● **Exercise**
Below are records; please set down exactly the lines from the first through the one containing "underlying persistence. Two".

------ Source data ------

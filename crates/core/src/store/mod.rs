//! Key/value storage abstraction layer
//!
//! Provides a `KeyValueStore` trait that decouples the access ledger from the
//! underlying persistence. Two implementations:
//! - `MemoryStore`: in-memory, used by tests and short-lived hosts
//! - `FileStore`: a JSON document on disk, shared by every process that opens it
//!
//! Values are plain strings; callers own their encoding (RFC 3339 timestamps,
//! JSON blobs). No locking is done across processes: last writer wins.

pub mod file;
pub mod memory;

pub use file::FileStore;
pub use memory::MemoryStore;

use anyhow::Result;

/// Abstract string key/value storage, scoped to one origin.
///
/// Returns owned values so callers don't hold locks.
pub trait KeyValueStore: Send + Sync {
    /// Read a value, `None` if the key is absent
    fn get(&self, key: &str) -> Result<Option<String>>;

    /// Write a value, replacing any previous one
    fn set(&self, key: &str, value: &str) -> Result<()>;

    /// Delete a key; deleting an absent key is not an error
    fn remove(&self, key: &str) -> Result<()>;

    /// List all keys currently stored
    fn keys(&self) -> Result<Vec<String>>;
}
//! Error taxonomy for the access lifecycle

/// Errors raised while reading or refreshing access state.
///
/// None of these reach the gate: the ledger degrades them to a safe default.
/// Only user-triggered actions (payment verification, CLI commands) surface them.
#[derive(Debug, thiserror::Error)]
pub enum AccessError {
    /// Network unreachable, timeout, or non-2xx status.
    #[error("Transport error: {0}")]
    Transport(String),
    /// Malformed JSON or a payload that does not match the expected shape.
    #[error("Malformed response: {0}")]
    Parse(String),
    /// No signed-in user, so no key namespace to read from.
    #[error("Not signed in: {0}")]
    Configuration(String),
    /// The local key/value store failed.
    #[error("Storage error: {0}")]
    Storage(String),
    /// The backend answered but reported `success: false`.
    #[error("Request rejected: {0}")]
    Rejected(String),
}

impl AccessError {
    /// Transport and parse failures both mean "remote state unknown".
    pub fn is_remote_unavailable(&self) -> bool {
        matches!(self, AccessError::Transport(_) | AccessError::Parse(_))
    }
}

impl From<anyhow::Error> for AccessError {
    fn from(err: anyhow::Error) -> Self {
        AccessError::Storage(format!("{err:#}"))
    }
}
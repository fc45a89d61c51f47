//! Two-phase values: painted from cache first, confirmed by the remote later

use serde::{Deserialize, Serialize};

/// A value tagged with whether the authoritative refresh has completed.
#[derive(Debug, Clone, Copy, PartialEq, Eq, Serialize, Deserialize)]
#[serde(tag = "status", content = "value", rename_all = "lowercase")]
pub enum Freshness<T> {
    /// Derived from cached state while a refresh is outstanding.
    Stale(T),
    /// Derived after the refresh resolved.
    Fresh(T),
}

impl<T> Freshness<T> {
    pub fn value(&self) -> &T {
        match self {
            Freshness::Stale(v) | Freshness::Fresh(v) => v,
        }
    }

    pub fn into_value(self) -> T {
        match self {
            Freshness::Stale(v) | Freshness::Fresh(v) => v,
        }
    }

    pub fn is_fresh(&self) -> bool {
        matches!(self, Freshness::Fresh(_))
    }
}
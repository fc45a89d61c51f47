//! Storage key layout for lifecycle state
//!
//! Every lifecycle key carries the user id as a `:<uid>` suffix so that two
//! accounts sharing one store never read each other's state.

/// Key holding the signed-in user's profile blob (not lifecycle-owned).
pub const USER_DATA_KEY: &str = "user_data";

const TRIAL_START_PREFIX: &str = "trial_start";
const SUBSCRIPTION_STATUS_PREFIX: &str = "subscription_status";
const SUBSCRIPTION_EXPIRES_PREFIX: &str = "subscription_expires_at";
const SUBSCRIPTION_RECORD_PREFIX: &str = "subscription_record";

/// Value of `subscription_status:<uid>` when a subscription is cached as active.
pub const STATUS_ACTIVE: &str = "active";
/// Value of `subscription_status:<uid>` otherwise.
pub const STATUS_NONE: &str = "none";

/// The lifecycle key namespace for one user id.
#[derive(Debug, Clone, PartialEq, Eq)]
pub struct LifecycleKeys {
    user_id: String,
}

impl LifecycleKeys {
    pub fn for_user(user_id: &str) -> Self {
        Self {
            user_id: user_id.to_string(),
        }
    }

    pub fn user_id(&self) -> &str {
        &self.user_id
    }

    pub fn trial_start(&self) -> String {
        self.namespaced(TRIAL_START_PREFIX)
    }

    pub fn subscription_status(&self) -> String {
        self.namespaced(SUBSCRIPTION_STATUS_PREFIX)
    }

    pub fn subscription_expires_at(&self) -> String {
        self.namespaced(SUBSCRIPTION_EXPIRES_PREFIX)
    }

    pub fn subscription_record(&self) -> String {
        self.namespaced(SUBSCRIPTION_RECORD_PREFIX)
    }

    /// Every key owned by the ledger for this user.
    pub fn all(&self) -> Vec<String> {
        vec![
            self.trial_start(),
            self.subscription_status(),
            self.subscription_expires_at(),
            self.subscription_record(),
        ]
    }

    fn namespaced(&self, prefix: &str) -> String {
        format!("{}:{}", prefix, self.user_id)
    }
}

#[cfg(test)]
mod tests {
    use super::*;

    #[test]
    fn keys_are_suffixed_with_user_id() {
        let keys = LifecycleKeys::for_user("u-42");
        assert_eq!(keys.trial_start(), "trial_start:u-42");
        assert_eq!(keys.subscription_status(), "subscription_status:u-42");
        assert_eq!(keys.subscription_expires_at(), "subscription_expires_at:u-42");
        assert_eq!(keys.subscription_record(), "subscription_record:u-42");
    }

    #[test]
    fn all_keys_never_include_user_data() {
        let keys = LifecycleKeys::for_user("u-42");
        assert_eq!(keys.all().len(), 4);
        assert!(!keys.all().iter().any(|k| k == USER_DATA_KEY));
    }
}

------

● **Solution to this exercise**
filename crates/core/src/store/mod.rs
//! Key/value storage abstraction layer
//!
//! Provides a `KeyValueStore` trait that decouples the access ledger from the
//! underlying persistence. Two implementations:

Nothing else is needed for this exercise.